Cultura contro natura

Federigo Tozzi, Bestie, 2017 Illustrazione di copertina di Luciano Ragozzino
Come anticipato nella fronda precedente, state per leggere l’introduzione che il mio caro amico Davide Ferrari scrisse in apertura a una ristampa di Bestie – distribuita dalla Libreria CLU (ora libreria San Fermo) di Pavia in una cinquantina di copie numerate e fuori commercio nell’ottobre 2017 – e contestualmente apparsa in veste di editoriale sul numero 1 della rivista Lexis. I libri che non ti aspetti.
Ringrazio Davide di avermi concesso di ripubblicare qui il suo testo, nonché di essere il primo contributore di questo spazio. (Scorri in fondo a questo articolo per sapere di più su Davide e sulla sua attività di artista e scrittore.)
Bestie, dunque: è di questo che si parla. E dell’animalità, condizione che ancora ci accomuna tutti, malgrado la cultura ci allontani sempre più dalla natura.
Ma come? A dirla in questi termini sembra che la cultura sia qualcosa di estraneo e negativo, una corrente che ci trascina lontano dai luoghi dell’essere che naturalmente saremmo portati ad abitare. Eppure è così: cultura è il contrario di natura, di animalità. Non per altro, si è soliti definire spregiativamente “animali” persone incolte, ignoranti, e che a causa di questa loro condizione adottano atteggiamenti e comportamenti contrari alle norme sociali, quindi incivili, animaleschi appunto.
Si potrebbe obiettare che la cultura e la tensione verso di essa siano connaturate all’uomo, gli siano naturali… Ma così non è, allo stesso modo in cui non è naturale indossare un cappello, un paio di jeans o un paio di scarpe, per quanto ci calzino alla perfezione. Quella è cultura, un complesso artificio che vorremmo ci innalzasse sopra l’animalità che ci bracca di continuo.

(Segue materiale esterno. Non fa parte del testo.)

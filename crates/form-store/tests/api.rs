use std::sync::Arc;
use std::time::Duration;

use serde_json::json;

use form_spec::QuestionDefinition;
use form_store::{
    ApiOptions, FileBackend, KeyValueBackend, MemoryBackend, SCHEMA_KEY, SchemaRepository,
    SimulatedApi, StoreError,
};

fn question(title: &str) -> QuestionDefinition {
    serde_json::from_value(json!({
        "inputType": "text",
        "title": title,
        "description": null,
        "isRequired": false,
        "minLength": 3,
        "maxLength": 255
    }))
    .expect("fixture should deserialize")
}

fn reliable() -> SimulatedApi<Arc<MemoryBackend>> {
    SimulatedApi::new(Arc::new(MemoryBackend::new()), ApiOptions::reliable())
}

fn titles(questions: &[QuestionDefinition]) -> Vec<&str> {
    questions.iter().map(QuestionDefinition::title).collect()
}

#[tokio::test]
async fn empty_storage_has_no_schemas_or_draft() {
    let api = reliable();
    assert_eq!(api.get_schemas().await.unwrap(), None);
    assert_eq!(api.get_draft().await.unwrap(), None);
}

#[tokio::test]
async fn add_then_append_to_schema() {
    let api = reliable();
    let created = api.add_schema(vec![question("First")], None).await.unwrap();
    assert_eq!(created.last_index, Some(0));
    assert!(created.schema_id.parse::<u128>().is_ok());

    let appended = api
        .add_schema(
            vec![question("Second"), question("Third")],
            Some(&created.schema_id),
        )
        .await
        .unwrap();
    assert_eq!(appended.schema_id, created.schema_id);
    assert_eq!(appended.last_index, Some(2));

    let schemas = api.get_schemas().await.unwrap().expect("stored");
    assert_eq!(schemas.len(), 1);
    assert_eq!(titles(&schemas[0].data), vec!["First", "Second", "Third"]);
}

#[tokio::test]
async fn creating_a_schema_replaces_previous_storage() {
    let api = reliable();
    api.add_schema(vec![question("Old")], None).await.unwrap();
    tokio::time::sleep(Duration::from_millis(2)).await;
    let fresh = api.add_schema(vec![question("New")], None).await.unwrap();

    let schemas = api.get_schemas().await.unwrap().expect("stored");
    assert_eq!(schemas.len(), 1);
    assert_eq!(schemas[0].id, fresh.schema_id);
    assert_eq!(titles(&schemas[0].data), vec!["New"]);
}

#[tokio::test]
async fn unknown_schema_ids_are_rejected_without_writes() {
    let api = reliable();
    let err = api
        .add_schema(vec![question("Lost")], Some("missing"))
        .await
        .unwrap_err();
    assert!(matches!(err, StoreError::SchemaNotFound(ref id) if id == "missing"));
    assert_eq!(api.backend().get(SCHEMA_KEY).unwrap(), None);

    let created = api.add_schema(vec![question("Only")], None).await.unwrap();
    let err = api.delete_question("missing", 0).await.unwrap_err();
    assert!(matches!(err, StoreError::SchemaNotFound(_)));

    let err = api
        .update_schema(question("Nope"), &created.schema_id, 5)
        .await
        .unwrap_err();
    assert!(matches!(err, StoreError::QuestionNotFound { index: 5, .. }));
    let schemas = api.get_schemas().await.unwrap().unwrap();
    assert_eq!(titles(&schemas[0].data), vec!["Only"]);
}

#[tokio::test]
async fn update_replaces_in_place() {
    let api = reliable();
    let created = api
        .add_schema(vec![question("One"), question("Two")], None)
        .await
        .unwrap();
    let schemas = api
        .update_schema(question("Deux"), &created.schema_id, 1)
        .await
        .unwrap();
    assert_eq!(titles(&schemas[0].data), vec!["One", "Deux"]);
}

#[tokio::test]
async fn delete_shifts_later_questions_down() {
    let api = reliable();
    let created = api
        .add_schema(vec![question("A1"), question("B2"), question("C3")], None)
        .await
        .unwrap();
    api.delete_question(&created.schema_id, 0).await.unwrap();
    api.delete_question(&created.schema_id, 10).await.unwrap();

    let schemas = api.get_schemas().await.unwrap().unwrap();
    assert_eq!(titles(&schemas[0].data), vec!["B2", "C3"]);
}

#[tokio::test]
async fn draft_lifecycle() {
    let api = reliable();
    api.create_draft(question("Draft")).await.unwrap();
    assert_eq!(api.get_draft().await.unwrap(), Some(question("Draft")));
    api.delete_draft().await.unwrap();
    assert_eq!(api.get_draft().await.unwrap(), None);
}

#[tokio::test]
async fn certain_failure_never_touches_storage() {
    let api = SimulatedApi::new(
        MemoryBackend::new(),
        ApiOptions {
            latency: Duration::ZERO,
            failure_probability: 1.0,
        },
    );
    let err = api.add_schema(vec![question("Never")], None).await.unwrap_err();
    assert!(matches!(err, StoreError::Simulated));
    assert!(err.is_transient());
    assert_eq!(api.backend().get(SCHEMA_KEY).unwrap(), None);
    assert!(matches!(
        api.create_draft(question("Never")).await,
        Err(StoreError::Simulated)
    ));
}

#[tokio::test(start_paused = true)]
async fn calls_wait_for_the_configured_latency() {
    let api = SimulatedApi::new(
        MemoryBackend::new(),
        ApiOptions {
            latency: Duration::from_millis(100),
            failure_probability: 0.0,
        },
    );
    let started = tokio::time::Instant::now();
    api.get_schemas().await.unwrap();
    assert!(started.elapsed() >= Duration::from_millis(100));
}

#[tokio::test]
async fn corrupt_storage_is_a_serialization_error() {
    let api = reliable();
    api.backend().set(SCHEMA_KEY, "not json".into()).unwrap();
    let err = api.get_schemas().await.unwrap_err();
    assert!(matches!(err, StoreError::Serialization(_)));
}

#[tokio::test]
async fn file_backend_persists_across_instances() {
    let dir = tempfile::tempdir().unwrap();
    let created = SimulatedApi::new(FileBackend::new(dir.path()), ApiOptions::reliable())
        .add_schema(vec![question("Durable")], None)
        .await
        .unwrap();

    let reopened = SimulatedApi::new(FileBackend::new(dir.path()), ApiOptions::reliable());
    let schemas = reopened.get_schemas().await.unwrap().unwrap();
    assert_eq!(schemas[0].id, created.schema_id);
    assert_eq!(titles(&schemas[0].data), vec!["Durable"]);
}
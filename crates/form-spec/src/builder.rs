//! Validation of a single authored question coming from the builder form.

use serde::Serialize;
use tracing::debug;

use crate::errors::{ErrorMessages, Issue, IssueCode, PathSegment, project_builder_issues};
use crate::raw::RawFieldValues;
use crate::spec::question::{
    DEFAULT_MAX_LENGTH, DEFAULT_MIN_LENGTH, InputType, LabelValuePair, NumberQuestion,
    OptionsQuestion, QuestionCommon, QuestionDefinition, TextQuestion,
};

/// Raw key prefix that marks an option entry, e.g. `option-3`.
pub const OPTION_FIELD_PREFIX: &str = "option-";
/// Value a checkbox submits when ticked.
pub const CHECKBOX_ON: &str = "on";

const TITLE_MIN_CHARS: u32 = 3;
const TITLE_MAX_CHARS: u32 = 255;
const OPTION_MIN_CHARS: u32 = 1;
const OPTION_MAX_CHARS: u32 = 255;
const LENGTH_BOUND_FLOOR: u32 = 3;

/// Outcome shape handed to presentation code: exactly one side is set.
#[derive(Debug, Clone, PartialEq, Serialize)]
#[serde(rename_all = "camelCase")]
pub struct ParsedDefinition {
    pub data: Option<QuestionDefinition>,
    pub error_messages: Option<ErrorMessages>,
}

impl From<Result<QuestionDefinition, ErrorMessages>> for ParsedDefinition {
    fn from(result: Result<QuestionDefinition, ErrorMessages>) -> Self {
        match result {
            Ok(data) => Self {
                data: Some(data),
                error_messages: None,
            },
            Err(errors) => Self {
                data: None,
                error_messages: Some(errors),
            },
        }
    }
}

/// Validates raw builder fields into a normalized question definition.
pub fn parse_question(raw: &RawFieldValues) -> Result<QuestionDefinition, ErrorMessages> {
    check_question(raw).map_err(|issues| project_builder_issues(&issues))
}

/// Same as [`parse_question`] but keeps the structural issues unprojected.
pub fn check_question(raw: &RawFieldValues) -> Result<QuestionDefinition, Vec<Issue>> {
    let input_type = match raw.get("inputType").map(str::parse::<InputType>) {
        Some(Ok(kind)) => kind,
        other => {
            let received = raw.get("inputType").map(str::to_string);
            debug!(?received, present = other.is_some(), "rejecting question discriminator");
            return Err(vec![Issue::general(IssueCode::UnknownInputType {
                received,
            })]);
        }
    };

    let mut issues = Vec::new();
    let common = parse_common(raw, &mut issues);
    let definition = match input_type {
        InputType::Text => QuestionDefinition::Text(TextQuestion {
            common,
            min_length: length_bound(raw, "minLength", DEFAULT_MIN_LENGTH),
            max_length: length_bound(raw, "maxLength", DEFAULT_MAX_LENGTH),
        }),
        InputType::Number => QuestionDefinition::Number(NumberQuestion {
            common,
            min_value: numeric_bound(raw, "minValue", &mut issues),
            max_value: numeric_bound(raw, "maxValue", &mut issues),
        }),
        InputType::Options => {
            let options = collect_options(raw);
            for (idx, option) in options.iter().enumerate() {
                if let Some(code) = char_bounds(&option.value, OPTION_MIN_CHARS, OPTION_MAX_CHARS)
                {
                    issues.push(Issue::new(
                        vec![PathSegment::Field("options".into()), PathSegment::Index(idx)],
                        code,
                    ));
                }
            }
            QuestionDefinition::Options(OptionsQuestion { common, options })
        }
    };

    if issues.is_empty() {
        Ok(definition)
    } else {
        Err(issues)
    }
}

/// Option entries in submission order; label and value are the same string.
pub fn collect_options(raw: &RawFieldValues) -> Vec<LabelValuePair> {
    raw.entries_with_prefix(OPTION_FIELD_PREFIX)
        .map(|(_, value)| LabelValuePair::mirrored(value))
        .collect()
}

/// Renders a definition back into the raw fields the builder form would
/// submit for it.
pub fn to_raw_fields(definition: &QuestionDefinition) -> RawFieldValues {
    let common = definition.common();
    let mut raw = RawFieldValues::new()
        .with("title", common.title.clone())
        .with("inputType", definition.input_type().as_str());
    if let Some(description) = &common.description {
        raw.push("description", description.clone());
    }
    if common.is_required {
        raw.push("isRequired", CHECKBOX_ON);
    }

    match definition {
        QuestionDefinition::Text(question) => {
            raw.push("minLength", question.min_length.to_string());
            raw.push("maxLength", question.max_length.to_string());
        }
        QuestionDefinition::Number(question) => {
            raw.push("minValue", bound_to_raw(question.min_value));
            raw.push("maxValue", bound_to_raw(question.max_value));
        }
        QuestionDefinition::Options(question) => {
            for (idx, option) in question.options.iter().enumerate() {
                raw.push(format!("{OPTION_FIELD_PREFIX}{idx}"), option.value.clone());
            }
        }
    }
    raw
}

fn parse_common(raw: &RawFieldValues, issues: &mut Vec<Issue>) -> QuestionCommon {
    let title = match raw.get("title") {
        Some(title) => {
            let title = title.trim();
            if let Some(code) = char_bounds(title, TITLE_MIN_CHARS, TITLE_MAX_CHARS) {
                issues.push(Issue::at("title", code));
            }
            title.to_string()
        }
        None => {
            issues.push(Issue::at("title", IssueCode::Required));
            String::new()
        }
    };

    QuestionCommon {
        title,
        description: raw.get("description").map(str::to_string),
        is_required: raw.get("isRequired") == Some(CHECKBOX_ON),
    }
}

fn char_bounds(value: &str, min: u32, max: u32) -> Option<IssueCode> {
    let chars = value.chars().count();
    if chars < min as usize {
        Some(IssueCode::TooShort { minimum: min })
    } else if chars > max as usize {
        Some(IssueCode::TooLong { maximum: max })
    } else {
        None
    }
}

/// Text length bounds never fail: anything unparsable or below the floor
/// falls back to `default`.
fn length_bound(raw: &RawFieldValues, field: &str, default: u32) -> u32 {
    let parsed = raw
        .get(field)
        .and_then(|value| value.trim().parse::<u32>().ok())
        .filter(|value| *value >= LENGTH_BOUND_FLOOR);
    match parsed {
        Some(value) => value,
        None => {
            debug!(field, default, "length bound replaced by default");
            default
        }
    }
}

/// Blank or missing numeric bounds mean "unbounded".
fn numeric_bound(raw: &RawFieldValues, field: &str, issues: &mut Vec<Issue>) -> Option<i64> {
    let value = raw.get(field).filter(|value| !value.trim().is_empty())?;
    match parse_integer(value) {
        Ok(bound) => Some(bound),
        Err(code) => {
            issues.push(Issue::at(field, code));
            None
        }
    }
}

fn parse_integer(value: &str) -> Result<i64, IssueCode> {
    let trimmed = value.trim();
    if let Ok(integer) = trimmed.parse::<i64>() {
        return Ok(integer);
    }
    match trimmed.parse::<f64>() {
        Ok(number) if !number.is_finite() => Err(IssueCode::NotANumber),
        Ok(number)
            if number.fract() == 0.0 && number >= i64::MIN as f64 && number <= i64::MAX as f64 =>
        {
            Ok(number as i64)
        }
        Ok(_) => Err(IssueCode::NotAnInteger),
        Err(_) => Err(IssueCode::NotANumber),
    }
}

fn bound_to_raw(bound: Option<i64>) -> String {
    bound.map(|value| value.to_string()).unwrap_or_default()
}
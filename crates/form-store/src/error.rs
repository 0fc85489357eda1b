use thiserror::Error;

/// Errors raised by the persistence layer. Callers get no partial writes.
#[derive(Debug, Error)]
pub enum StoreError {
    #[error("simulated error")]
    Simulated,
    #[error("schema with {0} not found")]
    SchemaNotFound(String),
    #[error("question {index} not found in schema {schema_id}")]
    QuestionNotFound { schema_id: String, index: usize },
    #[error("failed to encode stored data: {0}")]
    Serialization(#[from] serde_json::Error),
    #[error("storage io failure: {0}")]
    Io(#[from] std::io::Error),
    #[error("storage backend failure: {0}")]
    Backend(String),
}

impl StoreError {
    /// Whether retrying the same call may succeed.
    pub fn is_transient(&self) -> bool {
        matches!(self, StoreError::Simulated | StoreError::Io(_))
    }
}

Persino leggere non è naturale, come non lo è cuocere il cibo e nemmeno praticare l’agricoltura, nonostante sia comune dire di essere “immersi nella natura” pur trovandosi tra filari di vigne o in mezzo a campi di granoturco che mai crescerebbero a schiera e in tale quantità se non ci fosse la mano dell’uomo a dirigerli. D’altro canto “cultura” e “coltivare” condividono la stessa etimologia latina: colĕre, cioè, di nuovo, “coltivare”. E la cultura cos’è se non qualcosa, per l’appunto, “da coltivare”?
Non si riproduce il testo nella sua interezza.